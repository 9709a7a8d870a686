//! Entity schemas and RDF statements
//!
//! Every entity type is described by a static [`EntitySchema`] table. The
//! same table drives both directions of the [`codec::EntityCodec`], so the
//! JSON and graph shapes of an entity cannot drift apart.

pub mod codec;

pub use codec::EntityCodec;

use oxigraph::model::{NamedNode, Term};
use std::fmt;

/// How a property value is represented in JSON and in the graph
#[derive(Debug, Clone, Copy, PartialEq, Eq)]
pub enum PropertyKind {
    /// JSON string, `xsd:string` literal
    String,
    /// JSON integer, `xsd:integer` literal
    Integer,
    /// RFC 3339 JSON string, `xsd:dateTimeStamp` literal
    Timestamp,
    /// JSON id of another entity, subject URI of that entity in the graph
    Reference(&'static str),
}

/// A declared property of an entity type
#[derive(Debug, Clone, Copy, PartialEq, Eq)]
pub struct Property {
    pub name: &'static str,
    pub kind: PropertyKind,
}

impl Property {
    pub const fn string(name: &'static str) -> Self {
        Self {
            name,
            kind: PropertyKind::String,
        }
    }

    pub const fn integer(name: &'static str) -> Self {
        Self {
            name,
            kind: PropertyKind::Integer,
        }
    }

    pub const fn timestamp(name: &'static str) -> Self {
        Self {
            name,
            kind: PropertyKind::Timestamp,
        }
    }

    pub const fn reference(name: &'static str, target_type: &'static str) -> Self {
        Self {
            name,
            kind: PropertyKind::Reference(target_type),
        }
    }
}

/// Static description of one entity type
#[derive(Debug, PartialEq, Eq)]
pub struct EntitySchema {
    pub entity_type: &'static str,
    /// JSON key holding the entity id, always `entity_type + "Id"`
    pub id_field: &'static str,
    pub properties: &'static [Property],
    /// Properties projected by list views
    pub summary: &'static [&'static str],
}

impl EntitySchema {
    /// Plural path segment used in URIs and routes, e.g. `users`
    pub fn plural(&self) -> String {
        format!("{}s", self.entity_type)
    }

    pub fn property(&self, name: &str) -> Option<&Property> {
        self.properties.iter().find(|p| p.name == name)
    }

    pub fn summary_properties(&self) -> impl Iterator<Item = &Property> + '_ {
        self.properties.iter().filter(|p| self.summary.contains(&p.name))
    }
}

pub static USER: EntitySchema = EntitySchema {
    entity_type: "user",
    id_field: "userId",
    properties: &[
        Property::string("name"),
        Property::string("email"),
        Property::string("bio"),
        Property::string("company"),
    ],
    summary: &["name"],
};

pub static PLACE: EntitySchema = EntitySchema {
    entity_type: "place",
    id_field: "placeId",
    properties: &[
        Property::string("name"),
        Property::integer("zipcode"),
        Property::string("city"),
        Property::string("state"),
        Property::string("county"),
        Property::string("country"),
    ],
    summary: &["name"],
};

pub static TRIP: EntitySchema = EntitySchema {
    entity_type: "trip",
    id_field: "tripId",
    properties: &[
        Property::reference("userId", "user"),
        Property::reference("origin", "place"),
        Property::reference("destination", "place"),
        Property::timestamp("departureDateTime"),
        Property::timestamp("arrivalDateTime"),
        Property::string("purpose"),
    ],
    summary: &["userId", "departureDateTime"],
};

/// Every entity type served by the gateway
pub static ENTITY_TYPES: [&EntitySchema; 3] = [&USER, &PLACE, &TRIP];

/// One RDF statement about an entity subject
#[derive(Debug, Clone, PartialEq, Eq, Hash)]
pub struct Statement {
    pub subject: NamedNode,
    pub predicate: NamedNode,
    pub object: Term,
}

impl Statement {
    pub fn new(subject: NamedNode, predicate: NamedNode, object: impl Into<Term>) -> Self {
        Self {
            subject,
            predicate,
            object: object.into(),
        }
    }
}

/// N-Triples form, usable verbatim inside SPARQL data blocks
impl fmt::Display for Statement {
    fn fmt(&self, f: &mut fmt::Formatter<'_>) -> fmt::Result {
        write!(f, "{} {} {} .", self.subject, self.predicate, self.object)
    }
}

#[cfg(test)]
mod tests {
    use super::*;

    #[test]
    fn test_id_field_follows_entity_type() {
        for schema in ENTITY_TYPES {
            assert_eq!(schema.id_field, format!("{}Id", schema.entity_type));
        }
    }

    #[test]
    fn test_summary_fields_are_declared() {
        for schema in ENTITY_TYPES {
            for name in schema.summary {
                assert!(
                    schema.property(name).is_some(),
                    "{} is not a {} property",
                    name,
                    schema.entity_type
                );
            }
        }
    }

    #[test]
    fn test_reference_targets_exist() {
        for schema in ENTITY_TYPES {
            for property in schema.properties {
                if let PropertyKind::Reference(target) = property.kind {
                    assert!(ENTITY_TYPES.iter().any(|s| s.entity_type == target));
                }
            }
        }
    }

    #[test]
    fn test_statement_display() {
        let statement = Statement::new(
            NamedNode::new_unchecked("http://example.org/users/u1"),
            NamedNode::new_unchecked("http://example.org/name"),
            oxigraph::model::Literal::new_simple_literal("Ann"),
        );
        assert_eq!(
            statement.to_string(),
            "<http://example.org/users/u1> <http://example.org/name> \"Ann\" ."
        );
    }
}
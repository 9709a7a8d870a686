//! Read-only SPARQL passthrough

use crate::error::{GatewayError, GraphError, Result};
use crate::store::{GraphClient, ResultStream, TxnMode};
use spargebra::{Query, SparqlParser};
use std::sync::Arc;
use tracing::{debug, error};

#[derive(Clone)]
pub struct QueryGateway {
    client: Arc<dyn GraphClient>,
}

impl QueryGateway {
    pub fn new(client: Arc<dyn GraphClient>) -> Self {
        Self { client }
    }

    /// Runs a SELECT query and streams its `application/sparql-results+json`
    /// answer. Anything other than a SELECT is rejected before the store is
    /// contacted.
    pub async fn query(&self, query: &str) -> Result<ResultStream> {
        check_select(query)?;
        let mut txn = self.client.begin(TxnMode::Read).await.map_err(log_failure)?;
        let stream = match txn.select_stream(query).await {
            Ok(stream) => stream,
            Err(err) => {
                let _ = txn.abort().await;
                return Err(log_failure(err));
            }
        };
        txn.commit().await.map_err(log_failure)?;
        debug!(op = "query", "streaming query results");
        Ok(stream)
    }
}

fn log_failure(err: GraphError) -> GatewayError {
    error!(op = "query", error = %err, "store operation failed");
    err.into()
}

/// Accepts only parseable SELECT queries
pub fn check_select(query: &str) -> Result<()> {
    let parsed = SparqlParser::new()
        .parse_query(query)
        .map_err(|e| GatewayError::InvalidQuery(e.to_string()))?;
    let form = match parsed {
        Query::Select { .. } => return Ok(()),
        Query::Construct { .. } => "CONSTRUCT",
        Query::Ask { .. } => "ASK",
        Query::Describe { .. } => "DESCRIBE",
    };
    Err(GatewayError::InvalidQuery(format!("{} queries are not supported", form)))
}

#[cfg(test)]
mod tests {
    use super::*;

    #[test]
    fn test_only_select_is_accepted() {
        assert!(check_select("SELECT ?s WHERE { ?s ?p ?o }").is_ok());
        let prefixed = "PREFIX ex: <http://ex.org/> SELECT * WHERE { ?s ex:name ?n } LIMIT 3";
        assert!(check_select(prefixed).is_ok());

        for query in [
            "ASK { ?s ?p ?o }",
            "CONSTRUCT { ?s ?p ?o } WHERE { ?s ?p ?o }",
            "DESCRIBE <http://ex.org/a>",
            "DELETE WHERE { ?s ?p ?o }",
            "INSERT DATA { <http://ex.org/a> <http://ex.org/b> <http://ex.org/c> }",
            "not sparql at all",
            "",
        ] {
            let checked = check_select(query);
            assert!(
                matches!(checked, Err(GatewayError::InvalidQuery(_))),
                "{} was accepted",
                query
            );
        }
    }
}
use serde::{Deserialize, Deserializer, Serialize, Serializer};
use serde_json::Value;

use crate::shared::wire::{de_id, de_opt_string, de_string};

// ============================================================================
// Authority flag
// ============================================================================

/// Whether a contractor may act on assigned projects.
///
/// On the wire this is a `0`/`1` integer. Only the number `0` reads as
/// blocked; every other value, including a missing field, reads as active.
#[derive(Debug, Clone, Copy, Default, PartialEq, Eq, Hash)]
pub enum AuthorityStatus {
    #[default]
    Active,
    Blocked,
}

impl AuthorityStatus {
    pub fn from_wire(value: &Value) -> Self {
        match value {
            Value::Number(n) if n.as_f64() == Some(0.0) => AuthorityStatus::Blocked,
            _ => AuthorityStatus::Active,
        }
    }

    /// Integer flag the authority endpoint expects
    pub fn as_flag(&self) -> u8 {
        match self {
            AuthorityStatus::Active => 1,
            AuthorityStatus::Blocked => 0,
        }
    }

    pub fn toggled(&self) -> Self {
        match self {
            AuthorityStatus::Active => AuthorityStatus::Blocked,
            AuthorityStatus::Blocked => AuthorityStatus::Active,
        }
    }

    pub fn is_blocked(&self) -> bool {
        matches!(self, AuthorityStatus::Blocked)
    }

    pub fn label(&self) -> &'static str {
        match self {
            AuthorityStatus::Active => "ACTIVE",
            AuthorityStatus::Blocked => "BLOCKED",
        }
    }
}

impl Serialize for AuthorityStatus {
    fn serialize<S: Serializer>(&self, serializer: S) -> Result<S::Ok, S::Error> {
        serializer.serialize_u8(self.as_flag())
    }
}

impl<'de> Deserialize<'de> for AuthorityStatus {
    fn deserialize<D: Deserializer<'de>>(deserializer: D) -> Result<Self, D::Error> {
        let value = Option::<Value>::deserialize(deserializer)?;
        Ok(value
            .as_ref()
            .map(AuthorityStatus::from_wire)
            .unwrap_or_default())
    }
}

// ============================================================================
// Aggregate
// ============================================================================

#[derive(Debug, Clone, PartialEq, Serialize, Deserialize)]
pub struct Contractor {
    #[serde(default, deserialize_with = "de_id")]
    pub id: String,
    #[serde(default, deserialize_with = "de_string")]
    pub name: String,
    #[serde(default, deserialize_with = "de_string")]
    pub company: String,
    #[serde(default, deserialize_with = "de_opt_string")]
    pub phone: Option<String>,
    #[serde(default)]
    pub is_active: AuthorityStatus,
}

impl Contractor {
    pub fn is_blocked(&self) -> bool {
        self.is_active.is_blocked()
    }
}

/// Registration form; every field goes out as a query parameter, empty
/// ones included.
#[derive(Debug, Clone, Default, PartialEq, Eq, Serialize, Deserialize)]
pub struct NewContractorDto {
    pub name: String,
    pub company: String,
    pub phone: String,
}

impl NewContractorDto {
    pub fn query_pairs(&self) -> [(&'static str, &str); 3] {
        [
            ("name", self.name.as_str()),
            ("company", self.company.as_str()),
            ("phone", self.phone.as_str()),
        ]
    }
}

#[cfg(test)]
mod tests {
    use super::*;
    use serde_json::json;

    fn contractor(value: Value) -> Contractor {
        serde_json::from_value(value).unwrap()
    }

    #[test]
    fn test_zero_is_blocked() {
        let c = contractor(json!({"id": 3, "name": "Ravi", "company": "RK Infra", "is_active": 0}));
        assert_eq!(c.id, "3");
        assert!(c.is_blocked());
        assert_eq!(c.is_active.label(), "BLOCKED");
    }

    #[test]
    fn test_anything_else_is_active() {
        for raw in [json!(1), json!(2), json!("0"), json!(false), json!(null)] {
            let c = contractor(json!({"id": 1, "is_active": raw}));
            assert_eq!(c.is_active, AuthorityStatus::Active, "raw value {raw}");
        }
        let missing = contractor(json!({"id": 1}));
        assert_eq!(missing.is_active, AuthorityStatus::Active);
    }

    #[test]
    fn test_numeric_phone_keeps_list_decodable() {
        let list: Vec<Contractor> = serde_json::from_value(json!([
            {"id": 1, "name": "Ravi", "company": "RK Infra", "phone": 9876543210u64},
            {"id": 2, "name": "Sita", "company": "SK Build", "phone": "98"},
            {"id": 3, "name": "Amit", "company": "AB", "phone": null}
        ]))
        .unwrap();

        assert_eq!(list[0].phone.as_deref(), Some("9876543210"));
        assert_eq!(list[1].phone.as_deref(), Some("98"));
        assert_eq!(list[2].phone, None);
    }

    #[test]
    fn test_toggle_and_flag() {
        assert_eq!(AuthorityStatus::Active.toggled(), AuthorityStatus::Blocked);
        assert_eq!(AuthorityStatus::Blocked.toggled().as_flag(), 1);
        assert_eq!(serde_json::to_value(AuthorityStatus::Blocked).unwrap(), json!(0));
    }

    #[test]
    fn test_registration_pairs_include_empty_phone() {
        let dto = NewContractorDto {
            name: "Ravi".into(),
            company: "RK Infra".into(),
            phone: String::new(),
        };
        assert_eq!(
            dto.query_pairs(),
            [("name", "Ravi"), ("company", "RK Infra"), ("phone", "")]
        );
    }
}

> _PROBLEM STATEMENT_
Copy out word for word each line of the listing, from the very first line down to the line containing "pub entity_type: &'static", and stop after that line.

> _RESULT OF THE EXERCISE_
repository 9709a7a8d870a686
//! Entity schemas and RDF statements
//!
//! Every entity type is described by a static [`EntitySchema`] table. The
//! same table drives both directions of the [`codec::EntityCodec`], so the
//! JSON and graph shapes of an entity cannot drift apart.

pub mod codec;

pub use codec::EntityCodec;

use oxigraph::model::{NamedNode, Term};
use std::fmt;

/// How a property value is represented in JSON and in the graph
#[derive(Debug, Clone, Copy, PartialEq, Eq)]
pub enum PropertyKind {
    /// JSON string, `xsd:string` literal
    String,
    /// JSON integer, `xsd:integer` literal
    Integer,
    /// RFC 3339 JSON string, `xsd:dateTimeStamp` literal
    Timestamp,
    /// JSON id of another entity, subject URI of that entity in the graph
    Reference(&'static str),
}

/// A declared property of an entity type
#[derive(Debug, Clone, Copy, PartialEq, Eq)]
pub struct Property {
    pub name: &'static str,
    pub kind: PropertyKind,
}

impl Property {
    pub const fn string(name: &'static str) -> Self {
        Self {
            name,
            kind: PropertyKind::String,
        }
    }

    pub const fn integer(name: &'static str) -> Self {
        Self {
            name,
            kind: PropertyKind::Integer,
        }
    }

    pub const fn timestamp(name: &'static str) -> Self {
        Self {
            name,
            kind: PropertyKind::Timestamp,
        }
    }

    pub const fn reference(name: &'static str, target_type: &'static str) -> Self {
        Self {
            name,
            kind: PropertyKind::Reference(target_type),
        }
    }
}

/// Static description of one entity type
#[derive(Debug, PartialEq, Eq)]
pub struct EntitySchema {
    pub entity_type: &'static str,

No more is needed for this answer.